Cela pèse sur l'image que les femmes portent sur l'apparence de leur sexe et les oblige à faire une comparaison pas forcément pertinente. Une étude publiée en juin 2018 a montré après avoir étudié pendant deux ans les appareils génitaux de 657 femmes suisses de 15 à 84 ans qu'il n'existait pas de "vulve normale", vu l'importance des différences anatomiques constatées.
"Lorsque l'on vient me voir pour une nymphoplastie, mes patientes me disent souvent : 'c'est très moche'", admet Nicolas Berreni. Cependant, la notion d'inconfort ou de problème plus sérieux est aussi avancée pour justifier ce type d'interventions. "Les grandes lèvres sont comme des paupières, là pour protéger les petites lèvres, l'entrée du vagin, explique-t-il encore. Sans cette protection, les petites lèvres frottent contre un sous-vêtement, un vêtement et cela peut créer une inflammation qui peut revenir de manière chronique, la vulvite".
Il est difficile de faire la distinction entre les opérations à visée fonctionnelle et celles qui relèvent purement de l'esthétique, car une étude précise sur les motivations des patientes sur le sujet manque.

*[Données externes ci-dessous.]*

use super::{Expr, IntoExpr, OrderBy, Primitive};

use gql_core::stmt::{self, Direction};
use std::{fmt, marker::PhantomData};

/// A field of model `M` holding a `T`.
///
/// Paths are usually declared as associated constants of the model:
///
/// ```
/// # use gql::Path;
/// # struct User;
/// impl User {
///     pub const NAME: Path<User, String> = Path::new("Name");
/// }
/// ```
pub struct Path<M, T> {
    name: &'static str,
    _p: PhantomData<fn() -> (M, T)>,
}

impl<M, T> Path<M, T> {
    pub const fn new(name: &'static str) -> Self {
        Self {
            name,
            _p: PhantomData,
        }
    }

    pub const fn name(&self) -> &'static str {
        self.name
    }

    pub fn eq(self, rhs: impl IntoExpr<T>) -> Expr<bool> {
        Expr::from_untyped(stmt::Expr::eq(self.untyped(), rhs.into_expr().untyped))
    }

    pub fn ne(self, rhs: impl IntoExpr<T>) -> Expr<bool> {
        Expr::from_untyped(stmt::Expr::ne(self.untyped(), rhs.into_expr().untyped))
    }

    pub fn gt(self, rhs: impl IntoExpr<T>) -> Expr<bool> {
        Expr::from_untyped(stmt::Expr::gt(self.untyped(), rhs.into_expr().untyped))
    }

    pub fn ge(self, rhs: impl IntoExpr<T>) -> Expr<bool> {
        Expr::from_untyped(stmt::Expr::ge(self.untyped(), rhs.into_expr().untyped))
    }

    pub fn lt(self, rhs: impl IntoExpr<T>) -> Expr<bool> {
        Expr::from_untyped(stmt::Expr::lt(self.untyped(), rhs.into_expr().untyped))
    }

    pub fn le(self, rhs: impl IntoExpr<T>) -> Expr<bool> {
        Expr::from_untyped(stmt::Expr::le(self.untyped(), rhs.into_expr().untyped))
    }

    /// Container-membership test. Always rejected when compiled.
    pub fn contains(self, item: impl Into<stmt::Value>) -> Expr<bool> {
        Expr::from_untyped(stmt::Expr::method(
            self.untyped(),
            "contains",
            vec![stmt::Expr::value(item)],
        ))
    }

    pub fn asc(self) -> OrderBy {
        OrderBy::new(self.untyped(), Direction::Asc)
    }

    pub fn desc(self) -> OrderBy {
        OrderBy::new(self.untyped(), Direction::Desc)
    }

    pub(crate) fn untyped(&self) -> stmt::Expr {
        stmt::Expr::member(self.name)
    }
}

impl<M> Path<M, bool> {
    #[allow(clippy::should_implement_trait)]
    pub fn not(self) -> Expr<bool> {
        Expr::from_untyped(stmt::Expr::not(self.untyped()))
    }
}

impl<M, T> Clone for Path<M, T> {
    fn clone(&self) -> Self {
        *self
    }
}

impl<M, T> Copy for Path<M, T> {}

impl<M, T: Primitive> IntoExpr<T> for Path<M, T> {
    fn into_expr(self) -> Expr<T> {
        Expr::from_untyped(self.untyped())
    }
}

impl<M, T> fmt::Debug for Path<M, T> {
    fn fmt(&self, f: &mut fmt::Formatter) -> fmt::Result {
        write!(f, "Path({})", self.name)
    }
}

Pour Gilbert Montale, chirurgien plasticien, interrogé dans Grazia, l'argument fonctionnel explique de moins en moins le recours à ce type d'interventions. "Les jeunes femmes d'aujourd'hui demandent une nymphoplastie à but esthétique (si les lèvres pendent trop par exemple), c'est un choix subjectif. Tandis qu'auparavant, les femmes recourraient davantage à cette intervention pour régler un problème d'inconfort ou de douleurs pendant les rapports."